- Work task -
Return each line of the records below in which the string "miette" turns up.

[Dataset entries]

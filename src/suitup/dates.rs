//! Calendar-date helpers.
//!
//! All dates in the catalog are stored as ISO `YYYY-MM-DD` strings, exactly
//! as they arrive from seed data or the persisted catalog file. This module
//! is the single place that turns those strings into [`NaiveDate`]s.
//! A string that fails to parse yields `None`; date-dependent logic treats
//! that as "no date", never as an error.

use chrono::NaiveDate;

pub const ISO_DATE: &str = "%Y-%m-%d";

/// Parse an ISO calendar date. Empty, whitespace-only, or malformed input
/// yields `None`.
pub fn parse_iso(s: &str) -> Option<NaiveDate> {
    let trimmed = s.trim();
    if trimmed.is_empty() {
        return None;
    }
    NaiveDate::parse_from_str(trimmed, ISO_DATE).ok()
}

/// Format a date back to the canonical ISO form.
pub fn to_iso(date: NaiveDate) -> String {
    date.format(ISO_DATE).to_string()
}

/// Whole calendar days from `today` to `date`. Negative when `date` is in
/// the past, zero when it is today.
pub fn calendar_days_from(today: NaiveDate, date: NaiveDate) -> i64 {
    date.signed_duration_since(today).num_days()
}

#[cfg(test)]
mod tests {
    use super::*;

    #[test]
    fn parses_valid_iso_date() {
        assert_eq!(
            parse_iso("2024-07-22"),
            NaiveDate::from_ymd_opt(2024, 7, 22)
        );
    }

    #[test]
    fn trims_before_parsing() {
        assert!(parse_iso("  2024-07-22  ").is_some());
    }

    #[test]
    fn rejects_garbage() {
        assert_eq!(parse_iso(""), None);
        assert_eq!(parse_iso("   "), None);
        assert_eq!(parse_iso("not-a-date"), None);
        assert_eq!(parse_iso("2024-13-40"), None);
        assert_eq!(parse_iso("22/07/2024"), None);
    }

    #[test]
    fn day_difference_is_calendar_based() {
        let today = NaiveDate::from_ymd_opt(2024, 7, 21).unwrap();
        let tomorrow = NaiveDate::from_ymd_opt(2024, 7, 22).unwrap();
        let yesterday = NaiveDate::from_ymd_opt(2024, 7, 20).unwrap();

        assert_eq!(calendar_days_from(today, today), 0);
        assert_eq!(calendar_days_from(today, tomorrow), 1);
        assert_eq!(calendar_days_from(today, yesterday), -1);
    }

    #[test]
    fn iso_round_trip() {
        let date = NaiveDate::from_ymd_opt(2023, 1, 15).unwrap();
        assert_eq!(parse_iso(&to_iso(date)), Some(date));
    }
}
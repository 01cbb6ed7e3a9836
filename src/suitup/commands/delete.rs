use chrono::NaiveDate;

use crate::commands::{helpers, CmdMessage, CmdResult};
use crate::error::Result;
use crate::store::CatalogStore;

/// Remove a suit permanently. Deletion is immediate and final; there is no
/// trash bucket in this catalog.
pub fn run<S: CatalogStore>(store: &mut S, code: &str, today: NaiveDate) -> Result<CmdResult> {
    let mut suits = helpers::load_catalog(store, today)?;
    let position = helpers::position_by_code(&suits, code)?;
    let removed = suits.remove(position);

    let mut result = CmdResult::default();
    result.add_message(CmdMessage::success(format!(
        "{} foi removido do catálogo.",
        removed.name
    )));
    result.affected_suits.push(removed);

    helpers::persist(store, &suits, &mut result);
    Ok(result)
}
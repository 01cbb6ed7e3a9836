mod cli;

fn main() {
    if let Err(e) = cli::run() {
        eprintln!("Erro: {}", e);
        std::process::exit(1);
    }
}
use thiserror::Error;

use crate::validation::FieldError;

pub type Result<T> = std::result::Result<T, CatalogError>;

#[derive(Debug, Error)]
pub enum CatalogError {
    #[error("IO error: {0}")]
    Io(#[from] std::io::Error),

    #[error("Serialization error: {0}")]
    Serialization(#[from] serde_json::Error),

    #[error("CSV error: {0}")]
    Csv(#[from] csv::Error),

    #[error("Store error: {0}")]
    Store(String),

    #[error("Nenhum terno com o código \"{0}\"")]
    SuitNotFound(String),

    #[error("{}", format_field_errors(.0))]
    Validation(Vec<FieldError>),

    #[error("{0}")]
    Api(String),
}

fn format_field_errors(errors: &[FieldError]) -> String {
    errors
        .iter()
        .map(|e| e.to_string())
        .collect::<Vec<_>>()
        .join("\n")
}
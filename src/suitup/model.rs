//! # Domain Model: Suit Records and Integrity Repair
//!
//! This module defines the catalog's core data structures: [`SuitRecord`]
//! (the canonical shape of a catalog item) and [`RawSuit`] (the loose shape
//! records have at the boundaries: seed data, the persisted catalog file,
//! or a half-filled edit).
//!
//! ## The Problem
//!
//! Records arrive in chaotic shapes:
//! - Seed data may omit ids, photos, or the `isReturned` flag.
//! - Legacy catalog files may carry partial rental attachments.
//! - Optional fields oscillate between "missing" and "empty string".
//!
//! Internal logic should never have to special-case both. The catalog
//! standardizes on: **absent** (`None`) vs **present** (`Some`, non-empty),
//! with `photo_url` as the one deliberate exception: it is always a string,
//! and `""` is the canonical "no photo" value.
//!
//! ## Repair Pipeline
//!
//! [`repair`] turns any [`RawSuit`] into a valid [`SuitRecord`]:
//!
//! 1. Id: keep if it parses as a UUID, otherwise mint a fresh one.
//! 2. Code: fall back to a code derived from the id.
//! 3. Name: placeholder when missing.
//! 4. Dates: `purchase_date` falls back to today; rental dates that fail to
//!    parse are dropped to absent rather than kept invalid.
//! 5. Prices: non-finite or negative values become 0.
//! 6. `is_returned` is forced to `false` whenever there is no customer.
//!
//! `repair` is pure (the reference date is injected) and idempotent:
//! repairing an already-repaired record changes nothing.
//!
//! Repair fixes *shape*, not *completeness*: a legacy record with a customer
//! name but no return date survives untouched. Completeness of a rental
//! attachment is enforced at the submission boundary (`validation`), not
//! here, so old catalogs keep loading.

use chrono::NaiveDate;
use serde::{Deserialize, Serialize};
use uuid::Uuid;

use crate::dates;

/// A catalog item, optionally carrying one rental attachment.
///
/// The rental attachment is the group of `customer_*`, `delivery_date`,
/// `return_date` and `observations` fields. `customer_name` is the
/// discriminator: a record with a customer name has rental history.
#[derive(Debug, Clone, PartialEq, Serialize, Deserialize)]
#[serde(rename_all = "camelCase")]
pub struct SuitRecord {
    pub id: Uuid,
    pub code: String,
    pub name: String,
    /// Image reference (data URL or external URL). `""` means no photo.
    pub photo_url: String,
    /// ISO `YYYY-MM-DD`. Always a valid date after repair.
    pub purchase_date: String,
    pub suit_price: f64,
    pub rental_price: f64,

    #[serde(default, skip_serializing_if = "Option::is_none")]
    pub delivery_date: Option<String>,
    #[serde(default, skip_serializing_if = "Option::is_none")]
    pub return_date: Option<String>,
    #[serde(default, skip_serializing_if = "Option::is_none")]
    pub observations: Option<String>,
    #[serde(default, skip_serializing_if = "Option::is_none")]
    pub customer_name: Option<String>,
    #[serde(default, skip_serializing_if = "Option::is_none")]
    pub customer_phone: Option<String>,
    #[serde(default, skip_serializing_if = "Option::is_none")]
    pub customer_email: Option<String>,

    /// Only meaningful while a rental attachment exists; forced `false`
    /// otherwise.
    #[serde(default)]
    pub is_returned: bool,
}

impl SuitRecord {
    /// Whether this suit carries a rental attachment (current or past).
    pub fn has_rental_history(&self) -> bool {
        self.customer_name.is_some()
    }

    /// The return date as a calendar date, if present and parseable.
    pub fn return_date_parsed(&self) -> Option<NaiveDate> {
        self.return_date.as_deref().and_then(dates::parse_iso)
    }

    /// The delivery date as a calendar date, if present and parseable.
    pub fn delivery_date_parsed(&self) -> Option<NaiveDate> {
        self.delivery_date.as_deref().and_then(dates::parse_iso)
    }
}

/// The loose boundary shape of a suit: everything optional, nothing
/// validated. This is what seed data and the catalog file deserialize into
/// before [`repair`] runs.
#[derive(Debug, Clone, Default, Serialize, Deserialize)]
#[serde(rename_all = "camelCase")]
pub struct RawSuit {
    #[serde(default)]
    pub id: Option<String>,
    #[serde(default)]
    pub code: Option<String>,
    #[serde(default)]
    pub name: Option<String>,
    #[serde(default)]
    pub photo_url: Option<String>,
    #[serde(default)]
    pub purchase_date: Option<String>,
    #[serde(default)]
    pub suit_price: Option<f64>,
    #[serde(default)]
    pub rental_price: Option<f64>,
    #[serde(default)]
    pub delivery_date: Option<String>,
    #[serde(default)]
    pub return_date: Option<String>,
    #[serde(default)]
    pub observations: Option<String>,
    #[serde(default)]
    pub customer_name: Option<String>,
    #[serde(default)]
    pub customer_phone: Option<String>,
    #[serde(default)]
    pub customer_email: Option<String>,
    #[serde(default)]
    pub is_returned: Option<bool>,
}

impl From<SuitRecord> for RawSuit {
    fn from(suit: SuitRecord) -> Self {
        RawSuit {
            id: Some(suit.id.to_string()),
            code: Some(suit.code),
            name: Some(suit.name),
            photo_url: Some(suit.photo_url),
            purchase_date: Some(suit.purchase_date),
            suit_price: Some(suit.suit_price),
            rental_price: Some(suit.rental_price),
            delivery_date: suit.delivery_date,
            return_date: suit.return_date,
            observations: suit.observations,
            customer_name: suit.customer_name,
            customer_phone: suit.customer_phone,
            customer_email: suit.customer_email,
            is_returned: Some(suit.is_returned),
        }
    }
}

/// Placeholder name for records that arrive without one.
pub const UNNAMED_SUIT: &str = "Terno sem nome";

/// Repair a raw record into a valid [`SuitRecord`].
///
/// Never fails and never invents rental data; see the module docs for the
/// full rule set. `today` is the fallback for a missing or unparseable
/// purchase date.
pub fn repair(raw: RawSuit, today: NaiveDate) -> SuitRecord {
    let id = raw
        .id
        .as_deref()
        .and_then(|s| Uuid::parse_str(s.trim()).ok())
        .unwrap_or_else(Uuid::new_v4);

    let code = non_empty(raw.code).unwrap_or_else(|| fallback_code(&id));
    let name = non_empty(raw.name).unwrap_or_else(|| UNNAMED_SUIT.to_string());

    let purchase_date = raw
        .purchase_date
        .as_deref()
        .and_then(dates::parse_iso)
        .unwrap_or(today);

    // Rental dates that are present but unparseable are dropped, never
    // stored invalid.
    let delivery_date = valid_date_or_none(raw.delivery_date);
    let return_date = valid_date_or_none(raw.return_date);

    let customer_name = non_empty(raw.customer_name);
    let is_returned = customer_name.is_some() && raw.is_returned.unwrap_or(false);

    SuitRecord {
        id,
        code,
        name,
        photo_url: raw.photo_url.unwrap_or_default(),
        purchase_date: dates::to_iso(purchase_date),
        suit_price: sanitize_price(raw.suit_price),
        rental_price: sanitize_price(raw.rental_price),
        delivery_date,
        return_date,
        observations: non_empty(raw.observations),
        customer_name,
        customer_phone: non_empty(raw.customer_phone),
        customer_email: non_empty(raw.customer_email),
        is_returned,
    }
}

/// Fallback code derived from the record id: `S` + first 4 hex characters.
fn fallback_code(id: &Uuid) -> String {
    let hex = id.simple().to_string();
    format!("S{}", hex[..4].to_uppercase())
}

fn non_empty(value: Option<String>) -> Option<String> {
    value.filter(|s| !s.trim().is_empty())
}

fn valid_date_or_none(value: Option<String>) -> Option<String> {
    value.filter(|s| dates::parse_iso(s).is_some())
}

fn sanitize_price(value: Option<f64>) -> f64 {
    match value {
        Some(p) if p.is_finite() && p >= 0.0 => p,
        _ => 0.0,
    }
}
use thiserror::Error;

pub type Result<T> = std::result::Result<T, SettlementError>;

#[derive(Error, Debug)]
pub enum SettlementError {
    #[error("unsupported payment method: {0}")]
    UnsupportedPaymentMethod(String),
    #[error("unsupported settlement mode: {0}")]
    UnsupportedSettlementMode(String),
    #[error("amount overflow while computing {0}")]
    AmountOverflow(&'static str),
    #[error("CSV error: {0}")]
    Csv(#[from] csv::Error),
    #[error("IO error: {0}")]
    Io(#[from] std::io::Error),
    #[error("config error: {0}")]
    Config(#[from] serde_json::Error),
    #[error("internal error: {0}")]
    Internal(Box<dyn std::error::Error + Send + Sync>),
}
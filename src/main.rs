use clap::Parser;
use mall_settlement::application::engine::SettlementEngine;
use mall_settlement::application::service::SettlementService;
use mall_settlement::domain::config::load_payment_configs;
use mall_settlement::domain::ports::SettlementStoreBox;
use mall_settlement::infrastructure::in_memory::InMemorySettlementStore;
#[cfg(feature = "storage-rocksdb")]
use mall_settlement::infrastructure::rocksdb::RocksDBStore;
use mall_settlement::interfaces::csv::order_reader::{OrderReader, OrderRow};
use mall_settlement::interfaces::csv::settlement_writer::SettlementWriter;
use miette::{IntoDiagnostic, Result};
use std::fs::File;
use std::io;
use std::path::PathBuf;
use tracing_subscriber::EnvFilter;

#[derive(Parser)]
#[command(author, version, about, long_about = None)]
struct Cli {
    /// Input orders CSV file
    input: PathBuf,

    /// Payment method config JSON file; overrides the built-in channel defaults.
    #[arg(long)]
    config: Option<PathBuf>,

    /// Path to persistent database (optional). If provided, uses RocksDB.
    #[arg(long)]
    db_path: Option<PathBuf>,
}

#[tokio::main]
async fn main() -> Result<()> {
    // Logs go to stderr so the settlement report on stdout stays parseable.
    tracing_subscriber::fmt()
        .with_env_filter(
            EnvFilter::try_from_default_env().unwrap_or_else(|_| EnvFilter::new("info")),
        )
        .with_writer(io::stderr)
        .init();

    let cli = Cli::parse();

    let mut engine = SettlementEngine::new();
    if let Some(path) = cli.config {
        for config in load_payment_configs(path).into_diagnostic()? {
            engine.update_payment_config(config);
        }
    }

    let store: SettlementStoreBox = match cli.db_path {
        #[cfg(feature = "storage-rocksdb")]
        Some(db_path) => Box::new(RocksDBStore::open(db_path).into_diagnostic()?),
        #[cfg(not(feature = "storage-rocksdb"))]
        Some(_) => {
            return Err(miette::miette!(
                "--db-path requires the storage-rocksdb feature"
            ));
        }
        None => Box::new(InMemorySettlementStore::new()),
    };

    let service = SettlementService::new(engine, store);

    // Settle and confirm each order; a bad row fails that row, not the run.
    let file = File::open(cli.input).into_diagnostic()?;
    let reader = OrderReader::new(file);
    for row_result in reader.orders() {
        match row_result.and_then(OrderRow::into_request) {
            Ok((order_id, params)) => {
                match service.settle_order(&order_id, &params).await {
                    Ok(_) => {
                        if let Err(e) = service.confirm_order(&order_id).await {
                            tracing::error!(%order_id, error = %e, "Error confirming order");
                        }
                    }
                    Err(e) => tracing::error!(%order_id, error = %e, "Error settling order"),
                }
            }
            Err(e) => tracing::error!(error = %e, "Error reading order"),
        }
    }

    // Output the final settlement report.
    let records = service.into_results().await.into_diagnostic()?;
    let stdout = io::stdout();
    let mut writer = SettlementWriter::new(stdout.lock());
    writer.write_records(records).into_diagnostic()?;

    Ok(())
}
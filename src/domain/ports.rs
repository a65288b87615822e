use super::settlement::SettlementRecord;
use crate::error::Result;
use async_trait::async_trait;

/// Storage port for settlement records, keyed by order id.
///
/// The engine itself is pure; this is the seam the persistence layer plugs
/// into so results can be stored after calculation and re-read before an
/// order is confirmed as settled.
#[async_trait]
pub trait SettlementStore: Send + Sync {
    async fn store(&self, record: SettlementRecord) -> Result<()>;
    async fn get(&self, order_id: &str) -> Result<Option<SettlementRecord>>;
    async fn all(&self) -> Result<Vec<SettlementRecord>>;
}

pub type SettlementStoreBox = Box<dyn SettlementStore>;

- Response -
use miette::{IntoDiagnostic, Result};
            return Err(miette::miette!(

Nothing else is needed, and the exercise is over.